Problem to work on. Write out every line below that contains "diagonal".

*** Available data Section Begins ***

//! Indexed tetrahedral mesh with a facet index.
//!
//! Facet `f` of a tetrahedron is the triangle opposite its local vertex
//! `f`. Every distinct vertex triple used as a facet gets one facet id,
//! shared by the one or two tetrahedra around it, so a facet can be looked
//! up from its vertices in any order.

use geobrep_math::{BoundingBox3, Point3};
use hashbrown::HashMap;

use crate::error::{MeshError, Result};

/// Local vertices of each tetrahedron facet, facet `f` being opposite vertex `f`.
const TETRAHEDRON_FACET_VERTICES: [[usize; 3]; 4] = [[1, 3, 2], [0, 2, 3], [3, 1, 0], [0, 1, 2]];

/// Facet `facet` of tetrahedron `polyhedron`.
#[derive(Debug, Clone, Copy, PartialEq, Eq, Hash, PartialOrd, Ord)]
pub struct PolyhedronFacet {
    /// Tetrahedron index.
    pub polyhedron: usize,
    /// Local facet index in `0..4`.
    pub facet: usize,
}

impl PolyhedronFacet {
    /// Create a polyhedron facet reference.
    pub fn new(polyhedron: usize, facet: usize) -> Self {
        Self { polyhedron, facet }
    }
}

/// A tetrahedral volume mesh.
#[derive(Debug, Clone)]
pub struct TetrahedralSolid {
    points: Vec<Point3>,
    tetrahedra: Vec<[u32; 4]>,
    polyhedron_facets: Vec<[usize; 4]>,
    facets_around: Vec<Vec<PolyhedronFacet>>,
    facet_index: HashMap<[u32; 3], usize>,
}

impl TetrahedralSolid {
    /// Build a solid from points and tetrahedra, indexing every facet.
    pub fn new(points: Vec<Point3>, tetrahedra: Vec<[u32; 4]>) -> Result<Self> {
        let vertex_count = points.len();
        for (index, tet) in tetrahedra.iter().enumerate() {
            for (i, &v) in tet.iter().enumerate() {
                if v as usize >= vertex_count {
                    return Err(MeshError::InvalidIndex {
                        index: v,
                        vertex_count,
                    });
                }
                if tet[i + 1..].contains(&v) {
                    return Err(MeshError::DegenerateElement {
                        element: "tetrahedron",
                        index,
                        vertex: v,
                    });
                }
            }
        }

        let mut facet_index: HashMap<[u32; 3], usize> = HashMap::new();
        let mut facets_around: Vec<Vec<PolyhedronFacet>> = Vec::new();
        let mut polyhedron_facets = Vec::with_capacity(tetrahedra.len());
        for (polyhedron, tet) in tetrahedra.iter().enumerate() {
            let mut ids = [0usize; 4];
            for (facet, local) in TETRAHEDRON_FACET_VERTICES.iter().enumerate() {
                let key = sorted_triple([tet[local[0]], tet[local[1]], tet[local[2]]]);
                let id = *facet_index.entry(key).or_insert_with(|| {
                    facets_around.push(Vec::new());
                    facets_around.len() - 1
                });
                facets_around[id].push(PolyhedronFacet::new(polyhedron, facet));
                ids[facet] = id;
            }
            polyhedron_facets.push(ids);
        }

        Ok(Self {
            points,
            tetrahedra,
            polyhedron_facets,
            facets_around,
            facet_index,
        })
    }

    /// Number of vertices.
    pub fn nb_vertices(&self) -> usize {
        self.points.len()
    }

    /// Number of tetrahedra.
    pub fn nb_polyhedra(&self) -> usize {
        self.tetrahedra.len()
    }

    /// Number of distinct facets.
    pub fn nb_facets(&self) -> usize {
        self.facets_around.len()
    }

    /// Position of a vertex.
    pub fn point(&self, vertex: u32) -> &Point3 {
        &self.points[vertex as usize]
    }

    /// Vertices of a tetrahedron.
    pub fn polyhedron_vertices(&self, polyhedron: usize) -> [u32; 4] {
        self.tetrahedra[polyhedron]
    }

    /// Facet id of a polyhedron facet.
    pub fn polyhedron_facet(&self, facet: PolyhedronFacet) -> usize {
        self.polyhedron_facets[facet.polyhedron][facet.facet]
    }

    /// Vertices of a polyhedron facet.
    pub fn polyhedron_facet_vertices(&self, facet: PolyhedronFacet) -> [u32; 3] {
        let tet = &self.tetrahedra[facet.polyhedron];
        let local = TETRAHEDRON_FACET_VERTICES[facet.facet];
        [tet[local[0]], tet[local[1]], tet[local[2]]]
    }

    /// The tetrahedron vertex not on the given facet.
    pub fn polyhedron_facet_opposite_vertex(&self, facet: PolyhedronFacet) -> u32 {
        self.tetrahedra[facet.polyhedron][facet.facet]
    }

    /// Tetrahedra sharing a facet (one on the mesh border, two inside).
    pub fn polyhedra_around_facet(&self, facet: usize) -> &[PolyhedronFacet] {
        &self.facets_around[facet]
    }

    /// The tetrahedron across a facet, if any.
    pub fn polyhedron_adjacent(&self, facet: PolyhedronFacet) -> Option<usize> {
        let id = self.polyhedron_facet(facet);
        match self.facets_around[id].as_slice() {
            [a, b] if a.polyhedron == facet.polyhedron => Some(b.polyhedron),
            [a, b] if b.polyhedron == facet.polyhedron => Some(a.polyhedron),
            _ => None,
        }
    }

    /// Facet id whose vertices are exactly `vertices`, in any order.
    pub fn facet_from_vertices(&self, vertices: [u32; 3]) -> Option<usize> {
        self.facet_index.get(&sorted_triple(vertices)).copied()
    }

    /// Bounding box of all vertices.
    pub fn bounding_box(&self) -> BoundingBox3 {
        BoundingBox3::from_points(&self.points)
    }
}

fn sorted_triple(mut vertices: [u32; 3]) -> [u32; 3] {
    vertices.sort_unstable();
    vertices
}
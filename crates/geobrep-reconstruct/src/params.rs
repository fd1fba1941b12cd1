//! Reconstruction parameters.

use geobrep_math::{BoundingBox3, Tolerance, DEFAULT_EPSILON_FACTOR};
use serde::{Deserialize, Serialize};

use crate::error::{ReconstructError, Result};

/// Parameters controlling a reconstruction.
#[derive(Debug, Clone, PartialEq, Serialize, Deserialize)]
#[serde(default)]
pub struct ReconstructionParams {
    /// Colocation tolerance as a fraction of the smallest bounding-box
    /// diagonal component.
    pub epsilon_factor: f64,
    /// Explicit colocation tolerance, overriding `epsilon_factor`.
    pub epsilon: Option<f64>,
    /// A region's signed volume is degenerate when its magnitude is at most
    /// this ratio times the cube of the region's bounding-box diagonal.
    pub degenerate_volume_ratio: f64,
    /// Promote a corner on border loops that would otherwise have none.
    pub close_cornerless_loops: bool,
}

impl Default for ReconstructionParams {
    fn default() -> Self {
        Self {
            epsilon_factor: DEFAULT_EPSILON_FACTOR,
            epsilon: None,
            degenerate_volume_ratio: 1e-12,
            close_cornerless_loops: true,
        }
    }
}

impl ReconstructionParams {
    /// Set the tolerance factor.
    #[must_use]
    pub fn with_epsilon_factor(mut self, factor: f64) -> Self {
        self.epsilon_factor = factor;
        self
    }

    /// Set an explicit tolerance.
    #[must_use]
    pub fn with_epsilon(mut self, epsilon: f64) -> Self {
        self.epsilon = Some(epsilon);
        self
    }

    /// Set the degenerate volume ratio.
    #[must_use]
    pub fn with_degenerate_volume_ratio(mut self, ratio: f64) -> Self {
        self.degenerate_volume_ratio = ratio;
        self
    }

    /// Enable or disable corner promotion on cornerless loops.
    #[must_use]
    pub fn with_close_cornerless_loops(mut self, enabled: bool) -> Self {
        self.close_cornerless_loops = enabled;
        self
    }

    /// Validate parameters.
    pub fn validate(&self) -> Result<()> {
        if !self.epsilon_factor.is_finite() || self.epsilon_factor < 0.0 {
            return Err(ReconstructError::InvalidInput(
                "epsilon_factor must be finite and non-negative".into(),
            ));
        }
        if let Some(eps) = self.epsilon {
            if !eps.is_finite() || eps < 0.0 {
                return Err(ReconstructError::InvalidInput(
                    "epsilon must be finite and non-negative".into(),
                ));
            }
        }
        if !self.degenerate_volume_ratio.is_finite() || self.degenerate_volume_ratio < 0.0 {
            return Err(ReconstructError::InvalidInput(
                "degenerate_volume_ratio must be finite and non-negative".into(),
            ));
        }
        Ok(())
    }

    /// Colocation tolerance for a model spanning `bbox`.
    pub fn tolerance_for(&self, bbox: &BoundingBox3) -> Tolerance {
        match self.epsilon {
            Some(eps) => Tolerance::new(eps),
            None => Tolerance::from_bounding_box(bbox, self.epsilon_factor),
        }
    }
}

*** Available data Section Ends ***

Response to the exercise.
    /// diagonal component.
    /// this ratio times the cube of the region's bounding-box diagonal.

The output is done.